Corps puce : d’un détail, l’autre
C’est bien connu : la vie est une succession de détails. La science et la littérature aussi. Gérard Cartier les aborde en les déplaçant de l’infiniment grand à l’infiniment petit. « Les naines rouges et la lumière du Bing Bang m’envoûtent toujours, je n’ai jamais et beaucoup d’inclinaison pour le microcosme » écrit celui qui dans ce texte feint (du moins on l’espère) de se « moquer » des révélations offertes par le grand anneau du CERN de Genève : « Les neutrinos auraient précédé les photons de soixante milliardièmes de seconde ». La découverte lui permet de basculer de manière appuyée, car lourde de faconde apprêtée, afin de proposer l’éloge du sacrifice de la virgule : « En s’affranchissant des lois de la grammaire ne pourrait-on pas surprendre des vérités insoupçonnées ? » affirme-t-il.
La question est dépassée depuis bien longtemps. Toutes les avancées littéraires n’ont procédé que de telles entorses. L’auteur semble découvrir ce que Rabelais dès les aubes de la littérature française avait prouvé. Certes, il ne faut prendre ce texte que pour ce qu’il est : une facétie. L’auteur s’amuse à en supprimer la virgule et croit proposer au lecteur une impudence qu’il n’arrive pas d’ailleurs à mener à bout. Certaines demeurent dans son texte : preuve que l’expérimentation n’est pas si simple et que, en dépit de ses modestes avancées, Cartier se prend les pieds dans son propre tapis.
Il se veut sans doute trop intelligent mais, surtout, son texte sent autant le faiseur que le hâbleur. Multipliant les incidences, se croyant corrosif, son discours sent l’effort et l’autosatisfaction. Dans son souci « de séparer ce qui revient au photon de ce qui est l’apanage du neutrino », l’auteur fait de son livre un monument de banalité crasse. Il n’enfante rien au sein de sa subtilité d’apparat complaisant et chargé de fatuité. La littérature n’en sort pas grandie. Pas amenuisée non plus tant tout demeure de l’ordre de l’affectation anecdotique.

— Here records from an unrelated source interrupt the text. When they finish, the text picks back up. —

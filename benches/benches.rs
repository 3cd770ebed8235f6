use criterion::{criterion_group, criterion_main, Criterion, Throughput};
use rand::rngs::StdRng;
use rand::{Rng, SeedableRng};

use downlink::analysis::{analyze, ExpectedDomain};
use downlink::assemble::{merge, PacketSet};
use downlink::framing::{
    decode_packets, pack_product, split_frames, FramingProfile, Packet, PacketKind, ASM,
    DEFAULT_BLOCK_SIZE,
};

// A full size relayed capture with random payload.
fn relayed_capture() -> Vec<u8> {
    let mut rng = StdRng::seed_from_u64(16620);
    let mut product = vec![0u8; ExpectedDomain::IMAGE_PACKETS as usize * DEFAULT_BLOCK_SIZE];
    rng.fill(&mut product[..]);
    let profile = FramingProfile::relayed();
    let mut dat = pack_product(&profile, PacketKind::Image, &product, DEFAULT_BLOCK_SIZE);
    dat.extend(pack_product(
        &profile,
        PacketKind::Housekeeping,
        &product[..100 * DEFAULT_BLOCK_SIZE],
        DEFAULT_BLOCK_SIZE,
    ));
    dat
}

fn bench_split(c: &mut Criterion) {
    let dat = relayed_capture();

    let mut group = c.benchmark_group("framing");
    group.throughput(Throughput::Bytes(dat.len() as u64));
    group.bench_function("split", |b| {
        b.iter(|| split_frames(&dat, &ASM).count());
    });
    group.bench_function("decode", |b| {
        let profile = FramingProfile::relayed();
        b.iter(|| decode_packets(&dat, &ASM, &profile).count());
    });
    group.finish();
}

fn bench_analyze(c: &mut Criterion) {
    let dat = relayed_capture();
    let profile = FramingProfile::relayed();
    let packets: Vec<Packet> = decode_packets(&dat, &ASM, &profile).collect();
    let domain = ExpectedDomain::default();

    let mut group = c.benchmark_group("analysis");
    group.throughput(Throughput::Elements(packets.len() as u64));
    group.bench_function("analyze", |b| {
        b.iter(|| analyze(&packets, &domain).unwrap());
    });
    group.bench_function("merge", |b| {
        b.iter(|| {
            let set: PacketSet = merge(packets.clone(), packets[..1000].to_vec());
            set.len()
        });
    });
    group.finish();
}

criterion_group!(benches, bench_split, bench_analyze);
criterion_main!(benches);
#![doc = include_str!("../README.md")]

mod error;

pub mod analysis;
pub mod assemble;
pub mod capture;
pub mod command;
pub mod config;
pub mod framing;
pub mod ledger;
pub mod pipeline;

pub use error::{Error, Result, Unreadable};
use std::fmt::{self, Display};

use serde::{Deserialize, Serialize};
use tracing::trace;

use super::{split_frames, FramingProfile};
use crate::{Error, Result};

/// Packet classification by kind discriminant.
#[derive(Serialize, Deserialize, Debug, Clone, Copy, PartialEq, Eq, Hash, PartialOrd, Ord)]
pub enum PacketKind {
    Image,
    Housekeeping,
    Unclassified,
}

impl PacketKind {
    /// Short label used in reports, e.g., `IM`.
    #[must_use]
    pub fn label(&self) -> &'static str {
        match self {
            Self::Image => "IM",
            Self::Housekeeping => "HK",
            Self::Unclassified => "UnClassified",
        }
    }
}

impl Display for PacketKind {
    fn fmt(&self, f: &mut fmt::Formatter<'_>) -> fmt::Result {
        write!(f, "{}", self.label())
    }
}

/// A packet parsed from a single frame.
///
/// A packet with a nonzero `quality_flag` has payload bytes that must not be trusted.
/// Such packets never contribute to a product and count as missing.
#[derive(Serialize, Deserialize, Debug, Clone, PartialEq, Eq)]
pub struct Packet {
    pub kind: PacketKind,
    /// Packet sequence counter
    pub sequence: u32,
    /// 0 is good, anything else is unusable
    pub quality_flag: u8,
    /// Payload bytes with the frame trailer removed
    pub payload: Vec<u8>,
}

impl Display for Packet {
    fn fmt(&self, f: &mut fmt::Formatter<'_>) -> fmt::Result {
        write!(
            f,
            "Packet{{kind: {}, sequence: {}, quality: {}, payload:[len={}]}}",
            self.kind,
            self.sequence,
            self.quality_flag,
            self.payload.len()
        )
    }
}

impl Packet {
    #[must_use]
    pub fn is_good(&self) -> bool {
        self.quality_flag == 0
    }

    /// The packet that stands in for a frame too short to carry a header.
    #[must_use]
    pub fn unclassified() -> Self {
        Packet {
            kind: PacketKind::Unclassified,
            sequence: 0,
            quality_flag: 0,
            payload: Vec::default(),
        }
    }

    /// Decode a frame according to `profile`.
    ///
    /// # Errors
    /// [Error::MalformedFrame] if the frame is shorter than [FramingProfile::header_len].
    pub fn try_decode(frame: &[u8], profile: &FramingProfile) -> Result<Packet> {
        let minimum = profile.header_len();
        if frame.len() < minimum {
            return Err(Error::MalformedFrame {
                actual: frame.len(),
                minimum,
            });
        }

        let id = [frame[profile.kind_offset], frame[profile.kind_offset + 1]];
        let kind = if id == profile.image_id {
            PacketKind::Image
        } else if id == profile.housekeeping_id {
            PacketKind::Housekeeping
        } else {
            PacketKind::Unclassified
        };
        let seq = &frame[profile.sequence_offset..profile.sequence_offset + 3];
        let payload = profile
            .payload_bounds(frame.len())
            .map(|(start, end)| frame[start..end].to_vec())
            .unwrap_or_default();

        Ok(Packet {
            kind,
            sequence: u32::from_be_bytes([0, seq[0], seq[1], seq[2]]),
            quality_flag: profile.quality_offset.map_or(0, |q| frame[q]),
            payload,
        })
    }

    /// Decode a frame according to `profile`, degrading a malformed frame to an
    /// [unclassified](Packet::unclassified) packet. A truncated frame is expected at
    /// the end of a capture, so this never fails.
    #[must_use]
    pub fn decode(frame: &[u8], profile: &FramingProfile) -> Packet {
        match Self::try_decode(frame, profile) {
            Ok(packet) => packet,
            Err(err) => {
                trace!(profile = %profile.name, "{err}; treating as unclassified");
                Self::unclassified()
            }
        }
    }
}

/// Split `data` on `marker` and decode every frame using `profile`.
///
/// Every frame produces exactly one packet, see [Packet::decode].
///
/// # Example
/// ```
/// use downlink::framing::{decode_packets, FramingProfile, PacketKind, ASM};
///
/// let mut dat = ASM.to_vec();
/// dat.extend_from_slice(&[0x55, 0x40, 0x00, 0x01, 0x02, 0xaa, 0xbb]);
///
/// let packets: Vec<_> = decode_packets(&dat, &ASM, &FramingProfile::archive()).collect();
/// assert_eq!(packets[0].kind, PacketKind::Image);
/// assert_eq!(packets[0].sequence, 258);
/// assert_eq!(packets[0].payload, [0xaa, 0xbb]);
/// ```
pub fn decode_packets<'a>(
    data: &'a [u8],
    marker: &'a [u8],
    profile: &'a FramingProfile,
) -> impl Iterator<Item = Packet> + 'a {
    split_frames(data, marker).map(move |frame| Packet::decode(frame, profile))
}
use downlink::framing::{encode_frame, FramingProfile, PacketKind};

pub const NAME: &str = "F20240822162559.bin";

/// Deterministic, never zero payload for a packet.
pub fn payload(kind: PacketKind, seq: u32, len: usize) -> Vec<u8> {
    let base = match kind {
        PacketKind::Housekeeping => 0x80,
        _ => 0,
    };
    vec![base + (seq % 120) as u8 + 1; len]
}

/// Frame the given sequences, `bad` ones with a nonzero quality flag.
pub fn frames<I>(profile: &FramingProfile, kind: PacketKind, seqs: I, bad: &[u32], len: usize) -> Vec<u8>
where
    I: IntoIterator<Item = u32>,
{
    let mut out = Vec::default();
    for seq in seqs {
        let quality = u8::from(bad.contains(&seq));
        out.extend(encode_frame(profile, kind, seq, quality, &payload(kind, seq, len)).unwrap());
    }
    out
}

/// A capture with noise before the first frame.
pub fn capture<I, H>(profile: &FramingProfile, image: I, housekeeping: H, len: usize) -> Vec<u8>
where
    I: IntoIterator<Item = u32>,
    H: IntoIterator<Item = u32>,
{
    let mut out = vec![0x00, 0x1a, 0xcf];
    out.extend(frames(profile, PacketKind::Image, image, &[], len));
    out.extend(frames(profile, PacketKind::Housekeeping, housekeeping, &[], len));
    out
}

Se voulant ironique et même en dépit de son caractère court, l’opus finit par ennuyer.
jean-paul gavard-perret
Gérard Cartier, Du neutrino véloce ou discours de la virgule, Passage d’Encres, coll. Trait Court, 2015.
Pour Jean-Paul Gavard-Perret
Monsieur,
La violence de votre note me stupéfie. Je m’en console en me disant que vous êtes coutumier du fait (je suis en bonne compagnie) et qu’on ne peut pas plaire à tout le monde (mon petit récit avait été jusqu’ici très bien reçu) : l’ironie n’est malheureusement pas la chose du monde la mieux partagée.
Une chose pourtant me laisse incrédule. Comment pouvez-vous écrire ceci : « L’auteur s’amuse à en supprimer la virgule et croit proposer au lecteur une impudence qu’il n’arrive pas d’ailleurs à mener à bout. Certaines demeurent dans son texte ». Je n’ai rien cherché de tel. Mon narrateur dit explicitement le contraire. Pas une des virgules nécessaires ne manque, et elles sont en abondance. Quant à Rabelais, que vous réveillez pour me châtier, il est justement cité dans le post-scriptum à cette courte fiction.
Par ailleurs, comment pouvez écrire cette note sans jamais citer le nom d’Olivier Rolin ?
Je crains que vous n’ayez parcouru ma nouvelle avec la vélocité excessive qui lui sert de prétexte.
Gérard Cartier
Comme le neutrino la critique reste libre . Mieux vaut la célérité éclairée du photon JPGP que l’hypothèse Cartier d’une ” vélocité excessive ” de parcours littéraire . Point sans virgule .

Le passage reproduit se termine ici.